The new investigation continues a steady downpour of bad news for the San Gabriel Valley city. South Pasadena Police Chief Thomas Mahoney is on paid leave in the wake of revelations about the department, which is also being examined by a city-hired private investigative firm. The woman whose car was damaged in the hit-and-run has sued the city, and a 27-year-old local woman alleges in a claim that she had sex with two on-duty officers. That woman said she was allowed to use the department’s shooting range and gym during the period of the trysts, which ended shortly before she was arrested after firing a gun in the Police Department lobby.
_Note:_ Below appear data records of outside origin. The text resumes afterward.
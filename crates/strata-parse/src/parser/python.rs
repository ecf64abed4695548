//! Python: functions, methods, and classes, with decorators and docstrings.

use std::sync::LazyLock;

use regex::Regex;
use tree_sitter::Node;

use super::ast::{self, field_text};
use super::heuristic::{indent_block_end, indent_of, next_non_blank, run_above, span_code, split_top_level};
use super::{AstBackend, ParserOptions};
use crate::item::{AiItem, Construct, ItemType};
use crate::languages::Lang;

static DEF_RE: LazyLock<Regex> = LazyLock::new(|| {
    Regex::new(
        r"^\s*(?P<async>async\s+)?def\s+(?P<name>[A-Za-z_]\w*)\s*(?:\[[^\]]*\])?\s*\((?P<params>[^)]*)\)?(?P<rest>.*)$",
    )
    .unwrap()
});

static CLASS_RE: LazyLock<Regex> = LazyLock::new(|| {
    Regex::new(r"^\s*class\s+(?P<name>[A-Za-z_]\w*)\s*(?:\[[^\]]*\])?\s*(?:\((?P<bases>[^)]*)\))?").unwrap()
});

static RETURN_RE: LazyLock<Regex> = LazyLock::new(|| Regex::new(r"->\s*(?P<ret>.+?)\s*:\s*(?:#.*)?$").unwrap());

/// Python source parser.
#[derive(Debug)]
pub struct PythonParser {
    pub(super) backend: AstBackend,
}

impl PythonParser {
    #[must_use]
    pub fn new(options: ParserOptions) -> Self {
        Self {
            backend: AstBackend::new(Lang::Python, false, options.ast),
        }
    }

    #[must_use]
    pub fn parse_source(&self, source: &str, rel_path: &str) -> Vec<AiItem> {
        super::extract_items(&self.backend, Lang::Python, source, rel_path, from_node, from_lines)
    }
}

fn is_private(name: &str) -> bool {
    name.starts_with('_') && !(name.starts_with("__") && name.ends_with("__"))
}

fn from_node(node: Node<'_>, source: &str) -> Option<Construct> {
    let name = field_text(node, "name", source)?;
    let decorated = node.parent().filter(|p| p.kind() == "decorated_definition");
    let span_node = decorated.unwrap_or(node);
    let decorators = decorated
        .map(|d| {
            ast::named_children(d)
                .into_iter()
                .filter(|c| c.kind() == "decorator")
                .map(|c| ast::text(c, source).to_string())
                .collect()
        })
        .unwrap_or_default();
    let enclosing_class = enclosing_scope(span_node).filter(|s| s.kind() == "class_definition");

    let construct = match node.kind() {
        "function_definition" => {
            let kind = if enclosing_class.is_some() {
                ItemType::Method
            } else {
                ItemType::Function
            };
            ast::construct(kind, name.clone(), span_node, source)
                .with("isAsync", ast::has_token(node, "async"))
                .with_list(
                    "parameters",
                    node.child_by_field_name("parameters")
                        .map(|p| ast::named_child_texts(p, source))
                        .unwrap_or_default(),
                )
                .with_opt("returnType", field_text(node, "return_type", source))
        }
        "class_definition" => ast::construct(ItemType::Class, name.clone(), span_node, source).with_list(
            "bases",
            node.child_by_field_name("superclasses")
                .map(|s| ast::named_child_texts(s, source))
                .unwrap_or_default(),
        ),
        _ => return None,
    };

    Some(
        construct
            .with("isPrivate", is_private(&name))
            .with_list("decorators", decorators)
            .with_opt("docstring", docstring(node, source))
            .with_opt(
                "className",
                enclosing_class.and_then(|c| field_text(c, "name", source)),
            ),
    )
}

/// Nearest enclosing function or class definition, looking through `block`
/// and `decorated_definition` wrappers.
fn enclosing_scope(node: Node<'_>) -> Option<Node<'_>> {
    let mut current = node.parent();
    while let Some(n) = current {
        match n.kind() {
            "function_definition" | "class_definition" => return Some(n),
            "block" | "decorated_definition" => current = n.parent(),
            _ => return None,
        }
    }
    None
}

fn docstring(node: Node<'_>, source: &str) -> Option<String> {
    let body = node.child_by_field_name("body")?;
    let first = ast::named_children(body)
        .into_iter()
        .find(|c| c.kind() != "comment")?;
    if first.kind() != "expression_statement" {
        return None;
    }
    let string = ast::named_children(first).into_iter().next()?;
    if string.kind() != "string" {
        return None;
    }
    clean_docstring(ast::text(string, source))
}

fn clean_docstring(raw: &str) -> Option<String> {
    let raw = raw.trim_start_matches(['r', 'R', 'u', 'U', 'b', 'B']);
    let inner = ["\"\"\"", "'''", "\"", "'"]
        .iter()
        .find_map(|q| raw.strip_prefix(q).map(|s| s.strip_suffix(q).unwrap_or(s)))?;
    let text = inner
        .lines()
        .map(str::trim)
        .collect::<Vec<_>>()
        .join("\n")
        .trim()
        .to_string();
    (!text.is_empty()).then_some(text)
}

/// Docstring opening on the first body line after the header ending at `header_end`.
fn docstring_after(lines: &[&str], header_end: usize, block_end: usize) -> Option<String> {
    let first = next_non_blank(lines, header_end + 1).filter(|&n| n <= block_end)?;
    let opening = lines[first].trim_start();
    let quote = ["\"\"\"", "'''"]
        .into_iter()
        .find(|q| opening.trim_start_matches(['r', 'R', 'u', 'U']).starts_with(q));

    let Some(quote) = quote else {
        if !(opening.starts_with('"') || opening.starts_with('\'')) {
            return None;
        }
        return clean_docstring(opening.trim_end());
    };
    let closing = (first..=block_end).find(|&j| {
        let line = if j == first {
            opening.split_once(quote).map_or("", |(_, rest)| rest)
        } else {
            lines[j]
        };
        line.contains(quote)
    })?;
    clean_docstring(lines[first..=closing].join("\n").trim())
}

enum ScopeKind {
    Class,
    Function,
}

struct Scope {
    kind: ScopeKind,
    indent: usize,
    name: String,
}

fn from_lines(source: &str) -> Vec<Construct> {
    let lines: Vec<&str> = source.lines().collect();
    let mut scopes: Vec<Scope> = Vec::new();
    let mut out = Vec::new();

    for (i, line) in lines.iter().enumerate() {
        if line.trim().is_empty() || line.trim_start().starts_with('#') {
            continue;
        }
        let indent = indent_of(line);
        while scopes.last().is_some_and(|s| s.indent >= indent) {
            scopes.pop();
        }

        let def = DEF_RE.captures(line);
        let class = if def.is_none() { CLASS_RE.captures(line) } else { None };
        if def.is_none() && class.is_none() {
            continue;
        }

        let start = run_above(&lines, i, |l| l.starts_with('@'));
        let decorators: Vec<String> = lines[start..i].iter().map(|l| l.trim().to_string()).collect();
        let end = indent_block_end(&lines, i);
        let header_end = (i..=end)
            .find(|&j| lines[j].split('#').next().unwrap_or("").trim_end().ends_with(':'))
            .unwrap_or(i);
        let code = span_code(&lines, start, end);
        let class_name = match scopes.last() {
            Some(Scope {
                kind: ScopeKind::Class,
                name,
                ..
            }) => Some(name.clone()),
            _ => None,
        };

        let construct = if let Some(caps) = def {
            let name = caps["name"].to_string();
            let kind = if class_name.is_some() {
                ItemType::Method
            } else {
                ItemType::Function
            };
            let header = lines[i..=header_end].join(" ");
            scopes.push(Scope {
                kind: ScopeKind::Function,
                indent,
                name: name.clone(),
            });
            Construct::new(kind, name, (start + 1, end + 1), code)
                .with("isAsync", caps.name("async").is_some())
                .with_list("parameters", split_top_level(caps.name("params").map_or("", |m| m.as_str())))
                .with_opt("returnType", RETURN_RE.captures(&header).map(|c| c["ret"].to_string()))
        } else if let Some(caps) = class {
            let name = caps["name"].to_string();
            scopes.push(Scope {
                kind: ScopeKind::Class,
                indent,
                name: name.clone(),
            });
            Construct::new(ItemType::Class, name, (start + 1, end + 1), code).with_list(
                "bases",
                split_top_level(caps.name("bases").map_or("", |m| m.as_str())),
            )
        } else {
            continue;
        };

        let name = construct.name.clone();
        out.push(
            construct
                .with("isPrivate", is_private(&name))
                .with_list("decorators", decorators)
                .with_opt("docstring", docstring_after(&lines, header_end, end))
                .with_opt("className", class_name),
        );
    }
    out
}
The crash occurred Sept. 8, 1995, when a Camaro driven by Scott Ziegler--with another off-duty cop in the passenger seat--hit a parked Honda on Pasadena Avenue, then sped off, prosecutors say. Ziegler, the son-in-law of former South Pasadena Mayor Ted Shaw, initially told officers that his car was not running but later changed his statements, Deputy Dist. Atty. Michael Grosbard said.

Ziegler was fired but then rehired two weeks later by Mahoney, who had been on vacation at the time of the crash, officials said. Ziegler’s name was omitted from a police report on the crash until this month, when Mahoney had it added after inquiries from The Times.

The woman whose car was damaged, Marisa Colatriano, alleges in her lawsuit that she was never paid for the more than $500 in damages to her car, and that for two months police told her that they did not know who hit her car.

City officials say Mahoney had told them that Colatriano had been paid, and that prosecutors had declined to file the case. But Grosbard said his office had never seen the case until South Pasadena police brought it to them last week.

Ziegler on Tuesday was charged with misdemeanor counts of hit-and-run and providing false information to a police officer.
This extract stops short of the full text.